((

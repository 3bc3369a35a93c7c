// Simple pipeline example
// Author: Gabriel Demetrios Lafis

use record_pipeline::{
    data::UserRecord,
    processing::{FilterStage, MapStage, ProjectStage, RecordPipeline, WriterConsumer},
};

fn main() -> Result<(), Box<dyn std::error::Error>> {
    // Create some records
    let users = vec![
        UserRecord::new("Neo", "Thomas Anderson"),
        UserRecord::new("Zero Cool", "Dade Murphy"),
        UserRecord::new(" Acid Burn", "Kate Libby"),
        UserRecord::new("Lord Nikon", "Paul Cook"),
    ];

    // Print original records
    println!("Original records:");
    print_records(&users);

    // Reference pipeline: tags with an inner space, real names, uppercased
    let reference = RecordPipeline::reference("reference");

    println!("\n{:?}:", reference);
    let summary = reference.run(&users, &mut WriterConsumer::stdout())?;
    println!("({} of {} records delivered)", summary.delivered, summary.input);

    // Custom pipeline built from named stages
    let custom = RecordPipeline::from_stages(
        "custom",
        FilterStage::tag_contains("o"),
        ProjectStage::gamer_tag(),
        MapStage::trim(),
    );

    println!("\n{:?}:", custom);
    for value in custom.iter(&users) {
        println!("{}", value);
    }

    Ok(())
}

// Helper function to print records
fn print_records(users: &[UserRecord]) {
    println!("{:<12} | {}", "gamerTag", "realName");
    println!("{}-+-{}", "-".repeat(12), "-".repeat(16));

    for user in users {
        println!("{:<12} | {}", format!("'{}'", user.gamer_tag()), user.real_name());
    }
}
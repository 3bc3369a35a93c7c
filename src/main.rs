// Record Pipeline - Main executable
// Author: Gabriel Demetrios Lafis

use std::io::{self, Write};

use anyhow::{Context, Result};
use clap::{Arg, Command};
use log::{debug, warn};

use record_pipeline::{
    data::{sample_users, source_for_path, UserRecord},
    runner::{resolve_styles, run_examples},
    utils::{init_logging, Config},
};

fn main() -> Result<()> {
    // Parse command line arguments
    let matches = Command::new("Record Pipeline")
        .version(env!("CARGO_PKG_VERSION"))
        .author("Gabriel Demetrios Lafis")
        .about("Filter and transform user records, written in five call styles")
        .arg(
            Arg::new("config")
                .short('c')
                .long("config")
                .value_name("FILE")
                .help("Sets a custom config file")
                .takes_value(true),
        )
        .arg(
            Arg::new("input")
                .short('i')
                .long("input")
                .value_name("FILE")
                .help("Reads records from a JSON or CSV file instead of the sample")
                .takes_value(true),
        )
        .arg(
            Arg::new("style")
                .short('s')
                .long("style")
                .value_name("N")
                .help("Runs only the given example style (1 to 5); may be repeated")
                .takes_value(true)
                .multiple_occurrences(true)
                .possible_values(["1", "2", "3", "4", "5"]),
        )
        .arg(
            Arg::new("log-level")
                .short('l')
                .long("log-level")
                .value_name("LEVEL")
                .help("Overrides the configured log level")
                .takes_value(true),
        )
        .get_matches();

    // Load configuration
    let mut config = match matches.value_of("config") {
        Some(path) => Config::from_file(path)
            .with_context(|| format!("Failed to load config file {}", path))?,
        None => Config::default(),
    };

    // Command line arguments override the config file
    if let Some(level) = matches.value_of("log-level") {
        config.logging.level = level.to_string();
    }
    if let Some(path) = matches.value_of("input") {
        config.source.path = Some(path.to_string());
    }
    if let Some(values) = matches.values_of("style") {
        config.run.styles = values
            .map(|value| value.parse::<u8>())
            .collect::<Result<Vec<u8>, _>>()
            .context("Invalid style number")?;
    }

    // Initialize logging
    if let Err(err) = init_logging(config.log_level_filter()) {
        eprintln!("Error initializing logger: {}", err);
    }

    let records: Vec<UserRecord> = match &config.source.path {
        Some(path) => {
            let source = source_for_path(path, config.source.format.as_deref())?;
            debug!("Reading records from {} source {}", source.source_type(), source.name());
            source
                .read()
                .with_context(|| format!("Failed to read records from {}", path))?
        }
        None => sample_users().to_vec(),
    };

    if records.is_empty() {
        warn!("No records to process");
    }

    let styles = resolve_styles(&config.run.styles)?;

    let stdout = io::stdout();
    let mut out = stdout.lock();
    run_examples(&styles, &records, &mut out).context("Failed to write example output")?;
    out.flush()?;

    Ok(())
}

))

[WHAT YOU HAVE TO DO]: Search the entries for the string "ProjectStage" and return each line where it turns up.

[REPLY]:
    processing::{FilterStage, MapStage, ProjectStage, RecordPipeline, WriterConsumer},
        ProjectStage::gamer_tag(),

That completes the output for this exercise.